Strengths of this study include the relatively large case series size given previous literature to date. In addition, at a mean 4.82 years' follow-up, this case series allows for better understanding of the mid-term survivorship and helps guide surgeon decision-making of OCA in patients with patellofemoral lesions.

Limitations

There are several limitations to this study. First, as authors have previously described,24, 25, 26 it is not uncommon to have concomitant pathology such as meniscal injury or deficiency, ligamentous instability, or malalignment, which is addressed surgically at the time of OCA and is thus difficult to control for. This study is no exception, with 20 (40%) of patients undergoing a concomitant procedure at the time of OCA, which may confound the ability to attribute knee joint preservation and symptom modification or lack thereof directly to the OCA procedure. In addition, there was heterogeneity in the locations of the allografts with regard to isolated patella, isolated trochlea, concomitant trochlea and patella, or femoral condyle with patella or trochlea. Furthermore, this study is limited by its retrospective design and the number of patients particularly as it pertains to the plug allograft group. In addition, patient-reported outcome measures were inconsistently obtained and therefore were not able to be included and analyzed as part of this study. This may lead to under-reporting of poor outcomes because patients who did not go on to failure may still have reported dissatisfaction or poor functional outcome on patient-reported outcome measures. Similarly, postoperative imaging including radiographs and magnetic resonance imaging were inconsistently available for patients and thus were not able to be used in the analysis.

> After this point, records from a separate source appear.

//! Test doubles and fixture builders.
//!
//! Available to unit tests and, through the `test-support` feature, to the
//! integration tests under `tests/`.

use std::cell::RefCell;
use std::collections::{BTreeMap, VecDeque};

use crate::core::request::GenerationRequest;
use crate::core::schema::{ArtifactKind, FileRole, artifact_dir, label_path};
use crate::core::types::{GeneratorResponse, PullRequest, RawFile};
use crate::io::generator::{GenerationError, Generator};
use crate::io::github::{DirEntry, GitHost, HostError, PullRequestDraft, RepoReader, TreeEntry};

/// Generator that replays queued results and records every request it saw.
pub struct ScriptedGenerator {
    queue: RefCell<VecDeque<Result<GeneratorResponse, GenerationError>>>,
    requests: RefCell<Vec<GenerationRequest>>,
}

impl ScriptedGenerator {
    pub fn new(script: Vec<Result<GeneratorResponse, GenerationError>>) -> Self {
        Self {
            queue: RefCell::new(script.into()),
            requests: RefCell::new(Vec::new()),
        }
    }

    /// Requests received so far, in order.
    pub fn requests(&self) -> Vec<GenerationRequest> {
        self.requests.borrow().clone()
    }
}

impl Generator for ScriptedGenerator {
    fn generate(&self, request: &GenerationRequest) -> Result<GeneratorResponse, GenerationError> {
        self.requests.borrow_mut().push(request.clone());
        self.queue
            .borrow_mut()
            .pop_front()
            .unwrap_or_else(|| Err(GenerationError::Transport("script exhausted".to_string())))
    }
}

/// One call received by [`RecordingHost`].
#[derive(Debug, Clone, PartialEq, Eq)]
pub enum HostCall {
    DefaultBranch,
    BranchHead(String),
    CreateBranch { branch: String, sha: String },
    CreateBlob(String),
    CreateTree { base_tree: String, entries: Vec<TreeEntry> },
    CreateCommit { message: String, tree: String, parent: String },
    UpdateBranch { branch: String, sha: String },
    CreatePullRequest(PullRequestDraft),
}

impl HostCall {
    fn kind(&self) -> &'static str {
        match self {
            HostCall::DefaultBranch => "default_branch",
            HostCall::BranchHead(_) => "branch_head",
            HostCall::CreateBranch { .. } => "create_branch",
            HostCall::CreateBlob(_) => "create_blob",
            HostCall::CreateTree { .. } => "create_tree",
            HostCall::CreateCommit { .. } => "create_commit",
            HostCall::UpdateBranch { .. } => "update_branch",
            HostCall::CreatePullRequest(_) => "create_pull_request",
        }
    }
}

/// In-memory git host. Answers with deterministic shas (`base-sha`,
/// `blob-N`, `tree-sha`, `commit-sha`) and can fail the n-th call of one kind.
#[derive(Default)]
pub struct RecordingHost {
    default_branch: Option<String>,
    failure: Option<(&'static str, usize, String)>,
    calls: RefCell<Vec<HostCall>>,
}

impl RecordingHost {
    pub fn new() -> Self {
        Self::default()
    }

    pub fn with_default_branch(mut self, branch: &str) -> Self {
        self.default_branch = Some(branch.to_string());
        self
    }

    /// Fail the `nth` (1-based) call of `kind` (a [`GitHost`] method name).
    pub fn fail_on(mut self, kind: &'static str, nth: usize, message: &str) -> Self {
        self.failure = Some((kind, nth, message.to_string()));
        self
    }

    pub fn calls(&self) -> Vec<HostCall> {
        self.calls.borrow().clone()
    }

    fn record(&self, call: HostCall) -> Result<usize, HostError> {
        let kind = call.kind();
        let mut calls = self.calls.borrow_mut();
        calls.push(call);
        let seen = calls.iter().filter(|call| call.kind() == kind).count();
        match &self.failure {
            Some((failing, nth, message)) if *failing == kind && *nth == seen => {
                Err(HostError::new(Some(422), message.clone()))
            }
            _ => Ok(seen),
        }
    }
}

impl GitHost for RecordingHost {
    fn default_branch(&self) -> Result<Option<String>, HostError> {
        self.record(HostCall::DefaultBranch)?;
        Ok(self.default_branch.clone())
    }

    fn branch_head(&self, branch: &str) -> Result<String, HostError> {
        self.record(HostCall::BranchHead(branch.to_string()))?;
        Ok("base-sha".to_string())
    }

    fn create_branch(&self, branch: &str, sha: &str) -> Result<(), HostError> {
        self.record(HostCall::CreateBranch {
            branch: branch.to_string(),
            sha: sha.to_string(),
        })?;
        Ok(())
    }

    fn create_blob(&self, content: &str) -> Result<String, HostError> {
        let seen = self.record(HostCall::CreateBlob(content.to_string()))?;
        Ok(format!("blob-{seen}"))
    }

    fn create_tree(&self, base_tree: &str, entries: &[TreeEntry]) -> Result<String, HostError> {
        self.record(HostCall::CreateTree {
            base_tree: base_tree.to_string(),
            entries: entries.to_vec(),
        })?;
        Ok("tree-sha".to_string())
    }

    fn create_commit(&self, message: &str, tree: &str, parent: &str) -> Result<String, HostError> {
        self.record(HostCall::CreateCommit {
            message: message.to_string(),
            tree: tree.to_string(),
            parent: parent.to_string(),
        })?;
        Ok("commit-sha".to_string())
    }

    fn update_branch(&self, branch: &str, sha: &str) -> Result<(), HostError> {
        self.record(HostCall::UpdateBranch {
            branch: branch.to_string(),
            sha: sha.to_string(),
        })?;
        Ok(())
    }

    fn create_pull_request(&self, draft: &PullRequestDraft) -> Result<PullRequest, HostError> {
        let seen = self.record(HostCall::CreatePullRequest(draft.clone()))?;
        Ok(PullRequest {
            url: format!("https://github.test/acme/flows/pull/{seen}"),
            number: seen as u64,
        })
    }
}

/// Repository held in memory, keyed by path.
#[derive(Debug, Clone, Default)]
pub struct MemoryRepo {
    files: BTreeMap<String, String>,
}

impl MemoryRepo {
    pub fn new() -> Self {
        Self::default()
    }

    pub fn with_file(mut self, path: &str, content: &str) -> Self {
        self.files.insert(path.to_string(), content.to_string());
        self
    }

    pub fn with_files(mut self, files: &[RawFile]) -> Self {
        for file in files {
            self.files.insert(file.path.clone(), file.content.clone());
        }
        self
    }
}

impl RepoReader for MemoryRepo {
    fn check_access(&self) -> Result<(), HostError> {
        Ok(())
    }

    fn read_file(&self, path: &str) -> Result<Option<String>, HostError> {
        Ok(self.files.get(path).cloned())
    }

    fn list_dir(&self, path: &str) -> Result<Vec<DirEntry>, HostError> {
        let prefix = if path.is_empty() {
            String::new()
        } else {
            format!("{}/", path.trim_end_matches('/'))
        };
        let mut children: BTreeMap<String, bool> = BTreeMap::new();
        for key in self.files.keys() {
            let Some(rest) = key.strip_prefix(&prefix) else {
                continue;
            };
            match rest.split_once('/') {
                Some((dir, _)) => children.insert(dir.to_string(), true),
                None => children.insert(rest.to_string(), false),
            };
        }
        Ok(children
            .into_iter()
            .map(|(name, is_dir)| DirEntry {
                path: format!("{prefix}{name}"),
                name,
                is_dir,
            })
            .collect())
    }
}

/// `main.ts` whose default export takes `{ url: string }`.
pub const NODE_MAIN: &str = "import axios from 'axios';\n\nexport default async function run(input: { url: string }): Promise<{ text: string }> {\n  const res = await axios.get(input.url);\n  return { text: String(res.data) };\n}\n";
pub const NODE_INPUTS: &str =
    r#"{"type": "object", "properties": {"url": {"type": "string"}}, "required": ["url"]}"#;
pub const NODE_OUTPUTS: &str =
    r#"{"type": "object", "properties": {"text": {"type": "string"}}}"#;
pub const MANIFEST: &str = r#"{"name": "flows", "dependencies": {"axios": "^1.6.0"}}"#;

fn role_content(kind: ArtifactKind, role: FileRole, identifier: &str) -> String {
    match role {
        FileRole::Main => NODE_MAIN.to_string(),
        FileRole::InputsSchema => NODE_INPUTS.to_string(),
        FileRole::OutputsSchema => NODE_OUTPUTS.to_string(),
        FileRole::Meta => format!(r#"{{"name": "{identifier}", "kind": "{kind}"}}"#),
        FileRole::FullSchema => {
            format!(r#"{{"inputs": {NODE_INPUTS}, "outputs": {NODE_OUTPUTS}}}"#)
        }
        FileRole::Config => r#"{"retries": 1}"#.to_string(),
        FileRole::Graph => r#"{"nodes": [{"id": "fetch", "nodeId": "pdf-parser@1.0.0"}]}"#.to_string(),
        FileRole::Triggers => r#"[{"id": "inbound", "type": "http"}]"#.to_string(),
    }
}

fn artifact_files(kind: ArtifactKind, dir: &str, identifier: &str) -> Vec<RawFile> {
    kind.required_roles()
        .iter()
        .map(|role| RawFile {
            path: format!("{dir}/{}", role.file_name()),
            content: role_content(kind, *role, identifier),
        })
        .collect()
}

/// Complete, valid file set of a library node.
pub fn node_files(identifier: &str, version: &str) -> Vec<RawFile> {
    let dir = artifact_dir(ArtifactKind::Node, identifier, Some(version), None);
    artifact_files(ArtifactKind::Node, &dir, identifier)
}

/// Complete, valid file set of a workflow.
pub fn workflow_files(identifier: &str) -> Vec<RawFile> {
    let dir = artifact_dir(ArtifactKind::Workflow, identifier, None, None);
    artifact_files(ArtifactKind::Workflow, &dir, identifier)
}

/// Complete, valid file set of a node embedded in `workflow`.
pub fn embedded_node_files(workflow: &str, identifier: &str) -> Vec<RawFile> {
    let dir = artifact_dir(ArtifactKind::EmbeddedNode, identifier, None, Some(workflow));
    artifact_files(ArtifactKind::EmbeddedNode, &dir, identifier)
}

pub fn label_file(identifier: &str, label: &str) -> RawFile {
    RawFile {
        path: label_path(identifier),
        content: format!("{label}\n"),
    }
}

pub fn response(files: Vec<RawFile>, summary: &str) -> GeneratorResponse {
    GeneratorResponse {
        files,
        summary: Some(summary.to_string()),
    }
}

/// Replace the content of `path` in `files`.
pub fn replace_content(files: &mut [RawFile], path: &str, content: &str) {
    if let Some(file) = files.iter_mut().find(|file| file.path == path) {
        file.content = content.to_string();
    }
}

Finally, patients in this study came from two independent surgeons at two separate institutions and who may have differing approaches to surgical technique and rehabilitation protocols.

Conclusion

Plug OCA of the patellofemoral compartment can be an efficacious procedure with quality mid-term outcomes. Shell OCA led to high failure rates at mid-term outcomes. Increasing BMI may predispose these patients to failure, whereas traumatic cause of their lesion was associated with improved outcomes.